日本で燃え尽き症候群(バーンアウト)というと、大きな課題を克服した後の空虚な心身状態、と捉えることが多い。
しかし、これは誤用。本来は医師や一部の営業職など高いスキルとモラルを要求される顧客サービス業従事者に特有の症状を指す。このバーンアウトが心臓病のリスクになる、という研究が米精神身体医学会の機関誌に報告された。
調査対象者はイスラエルにある健診センターを受診した19~67歳の男女8838人。調査開始時点に「バーンアウト調査票」を使い、燃え尽き度を記録。その後の心臓病発症との関連を解析した。

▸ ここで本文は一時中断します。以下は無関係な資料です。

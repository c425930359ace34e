//! Size-directed selection of the multiplication and squaring kernels.
//!
//! Let m >= n be the operand limb counts. The smaller count picks the
//! algorithm; strongly unequal operands are rebalanced for the recursive
//! kernels by shifting the short one up by m - n zero limbs and stripping
//! the same number of (zero) limbs from the low end of the product.
//!
//! Operand equality is tested by value, not identity, so `x * x` takes the
//! squaring paths transparently.

use num_traits::Zero;

use super::{karatsuba, schoolbook, toom3, toom4, toom6h};
use crate::bigint::BigInt;

/// Below this limb count multiplication stays schoolbook.
pub const KARATSUBA_THRESHOLD: usize = 50;

/// Below this limb count Karatsuba beats Toom-3.
pub const TOOM3_THRESHOLD: usize = 300;

/// Below this limb count Toom-3 beats Toom-4.5.
pub const TOOM4_THRESHOLD: usize = 700;

/// Below this limb count Toom-4.5 beats Toom-6.5h.
pub const TOOM6H_THRESHOLD: usize = 900;

/// Squaring keeps Toom-4 far beyond the multiplication crossover; only
/// truly enormous operands profit from Toom-6.5h squaring.
pub const TOOM6H_SQR_THRESHOLD: usize = 50 * TOOM6H_THRESHOLD;

/// Multiplies two signed big integers, dispatching on operand size.
#[must_use]
pub fn mul(x: &BigInt, y: &BigInt) -> BigInt {
    if x.is_zero() || y.is_zero() {
        return BigInt::zero();
    }
    let non_negative = x.sign() == y.sign();
    let mag = if x.limbs() == y.limbs() {
        sqr_magnitude(x)
    } else {
        let (big, small) = if x.len() >= y.len() { (x, y) } else { (y, x) };
        mul_magnitude(big, small)
    };
    if non_negative {
        mag
    } else {
        -mag
    }
}

/// Squares a signed big integer; the result is non-negative.
#[must_use]
pub fn sqr(x: &BigInt) -> BigInt {
    if x.is_zero() {
        return BigInt::zero();
    }
    sqr_magnitude(x)
}

/// Magnitude product for `len(x) >= len(y)`.
fn mul_magnitude(x: &BigInt, y: &BigInt) -> BigInt {
    let (m, n) = (x.len(), y.len());
    if n < KARATSUBA_THRESHOLD {
        return schoolbook::schoolbook_mul(x, y);
    }
    if m > n {
        let pad = m - n;
        let y_pad = y.shl_limbs(pad);
        let mut p = mul_balanced(x, &y_pad, m);
        p.shr_limbs_exact(pad);
        p
    } else {
        mul_balanced(x, y, n)
    }
}

fn mul_balanced(x: &BigInt, y: &BigInt, n: usize) -> BigInt {
    if n < TOOM3_THRESHOLD {
        karatsuba::karatsuba_mul(x, y)
    } else if n < TOOM4_THRESHOLD {
        toom3::toom3_mul(x, y)
    } else if n < TOOM6H_THRESHOLD {
        toom4::toom4h_mul(x, y)
    } else {
        toom6h::toom6h_mul(x, y)
    }
}

fn sqr_magnitude(x: &BigInt) -> BigInt {
    let n = x.len();
    if n < KARATSUBA_THRESHOLD {
        schoolbook::schoolbook_sqr(x)
    } else if n < TOOM3_THRESHOLD {
        karatsuba::karatsuba_sqr(x)
    } else if n < TOOM4_THRESHOLD {
        toom3::toom3_sqr(x)
    } else if n < TOOM6H_SQR_THRESHOLD {
        toom4::toom4_sqr(x)
    } else {
        toom6h::toom6h_sqr(x)
    }
}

その結果、平均調査期間の3~4年後に心疾患を生じたのは93例で、「燃え尽き感」を意識していた人は年齢や性別、喫煙歴といった影響因子を排除しても、「燃え尽きていない」人より41%、心疾患リスクが高まった。しかも最も「燃え尽き感」を感じていたグループでは、79%も心疾患リスクが上昇したのである。
研究者はバーンアウトと睡眠障害、あるいは不安障害との関連を指摘した上で「バーンアウトは単独で心疾患のリスクになる」としている。

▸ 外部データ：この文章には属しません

//! Euler's number from its inverse-factorial series.

use decimus_arith::{get_prec, set_prec, BigFloat, BigInt};
use num_traits::One;

/// Computes e to at least `digits` correct decimal digits.
///
/// The tail `sum 1/k!` is evaluated as one exact rational by binary
/// splitting, then a single division at guarded precision turns it into a
/// float. The caller's working precision is left untouched.
#[must_use]
pub fn e_series(digits: usize) -> BigFloat {
    let terms = terms_for(digits);
    let (p, q) = split_sum(1, terms + 1);

    let saved = get_prec();
    set_prec(digits + 16);
    let tail = &BigFloat::from(p) * &BigFloat::from(q).recip().expect("q is a factorial");
    let e = &BigFloat::one() + &tail;
    let out = e.trunc_to(digits + 2);
    set_prec(saved);
    out
}

/// Smallest n with n! exceeding 10^(digits + 10).
fn terms_for(digits: usize) -> u64 {
    let target = (digits + 10) as f64;
    let mut n = 0u64;
    let mut log_factorial = 0f64;
    while log_factorial < target {
        n += 1;
        log_factorial += f64::from(u32::try_from(n).unwrap_or(u32::MAX)).log10();
    }
    n
}

/// Returns (p, q) with `p/q = sum_{k=a}^{b-1} 1/(a*(a+1)*...*k)` and
/// `q = a*(a+1)*...*(b-1)`. With a = 1 the sum is `sum 1/k!` over the
/// range.
fn split_sum(a: u64, b: u64) -> (BigInt, BigInt) {
    if b - a == 1 {
        return (BigInt::one(), BigInt::from(a));
    }
    let m = a + (b - a) / 2;
    let (p1, q1) = split_sum(a, m);
    let (p2, q2) = split_sum(m, b);
    (&(&p1 * &q2) + &p2, &q1 * &q2)
}

#[cfg(test)]
mod tests {
    use super::*;

    const E_100: &str = "2.\
        7182818284590452353602874713526624977572470936999595749669676277\
        240766303535475945713821785251664274";

    #[test]
    fn test_split_sum_small() {
        // 1/1! + 1/2! + 1/3! = 1 + 1/2 + 1/6 = 5/3, and q = 3! = 6.
        let (p, q) = split_sum(1, 4);
        assert_eq!(q.to_string(), "6");
        assert_eq!(p.to_string(), "10");
    }

    #[test]
    fn test_e_hundred_digits() {
        // Stringification is clipped by the working precision, so it must
        // cover the digits under comparison.
        set_prec(120);
        let e = e_series(100);
        let s = e.to_string();
        assert!(s.starts_with(&E_100[..100]), "e = {s}");
    }

    #[test]
    fn test_precision_restored() {
        set_prec(21);
        let _ = e_series(200);
        assert_eq!(get_prec(), 21);
    }
}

バーンアウトの主症状は、(1)情緒的消耗感、(2)顧客に対する紋切り型、非人間的な態度、(3)個人的達成感の低下の3点。
(1)は顧客の絶え間ない(と思える)情緒的な要求に気配りで応えることに「ほとほと疲れ果てた」という感覚だ。(2)はマニュアル的な対応と言い換えてもいい。逆説的だが、マニュアル対応で満足できる人は燃え尽きたりはしない。(3)は評価・報酬体系が曖昧な顧客サービス業のジレンマだろう。

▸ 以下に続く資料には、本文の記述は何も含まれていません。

//! Schoolbook multiplication and squaring with deferred carries.
//!
//! Each base-10^16 limb is split into two base-10^8 half-limbs so that
//! half-limb products fit a 64-bit accumulator with room to spare; a
//! single reduction pass then propagates the deferred carries and fuses
//! half-limb pairs back into limbs.

use crate::bigint::limbs::B2;
use crate::bigint::BigInt;

// Accumulator headroom: half-limb products are < 10^16 and u64 holds
// ~1.8e19, so a slot tolerates ~1800 deferred products. The dispatcher
// stays far below that; direct callers must keep the smaller operand
// under ~900 limbs (~460 for squaring).
const MAX_DEFERRED: usize = 1800;

fn split_halves(x: &[u64]) -> Vec<u64> {
    let mut out = Vec::with_capacity(x.len() * 2);
    for &limb in x {
        out.push(limb % B2);
        out.push(limb / B2);
    }
    out
}

/// Propagates deferred carries, then fuses half-limb pairs into limbs.
fn reduce_and_fuse(mut buf: Vec<u64>) -> BigInt {
    for k in 0..buf.len() - 1 {
        let q = buf[k] / B2;
        buf[k] -= q * B2;
        buf[k + 1] += q;
    }
    debug_assert!(*buf.last().unwrap() < B2);
    let mut out = Vec::with_capacity(buf.len() / 2);
    for pair in buf.chunks(2) {
        out.push(pair[0] + pair[1] * B2);
    }
    BigInt::from_limbs(true, out)
}

/// Multiplies two magnitudes by the schoolbook method.
///
/// Input signs are ignored; the result is non-negative.
#[must_use]
pub fn schoolbook_mul(x: &BigInt, y: &BigInt) -> BigInt {
    let hx = split_halves(x.limbs());
    let hy = split_halves(y.limbs());
    debug_assert!(hx.len().min(hy.len()) <= MAX_DEFERRED);
    let mut buf = vec![0u64; hx.len() + hy.len() + 2];
    for (i, &a) in hx.iter().enumerate() {
        if a == 0 {
            continue;
        }
        for (j, &b) in hy.iter().enumerate() {
            buf[i + j] += a * b;
        }
    }
    reduce_and_fuse(buf)
}

/// Squares a magnitude by the schoolbook method.
///
/// For i < k the cross product `2*x[i]*x[k]` is accumulated once into slot
/// `i+k`, halving the inner multiplications relative to `schoolbook_mul`.
#[must_use]
pub fn schoolbook_sqr(x: &BigInt) -> BigInt {
    let hx = split_halves(x.limbs());
    debug_assert!(hx.len() <= MAX_DEFERRED / 2);
    let mut buf = vec![0u64; 2 * hx.len() + 2];
    for (i, &a) in hx.iter().enumerate() {
        if a == 0 {
            continue;
        }
        buf[2 * i] += a * a;
        for (k, &b) in hx.iter().enumerate().skip(i + 1) {
            if b != 0 {
                buf[i + k] += 2 * a * b;
            }
        }
    }
    reduce_and_fuse(buf)
}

バーンアウトの発症リスクには「ひたむきさ」や「職務上の役割と自分の人格を切り離せない」不器用さがあるらしい。例えば、上司や顧客のクレームに「全人格を否定された」と思い込む性向は心臓と心身を危険にさらす。
百戦錬磨の諸氏にバーンアウトは無縁かもしれない。しかし新年度の新しい環境によってはリスクが高まる。身を守る秘訣は、仕事に過度の期待を持たず、のめり込み過ぎないことだ。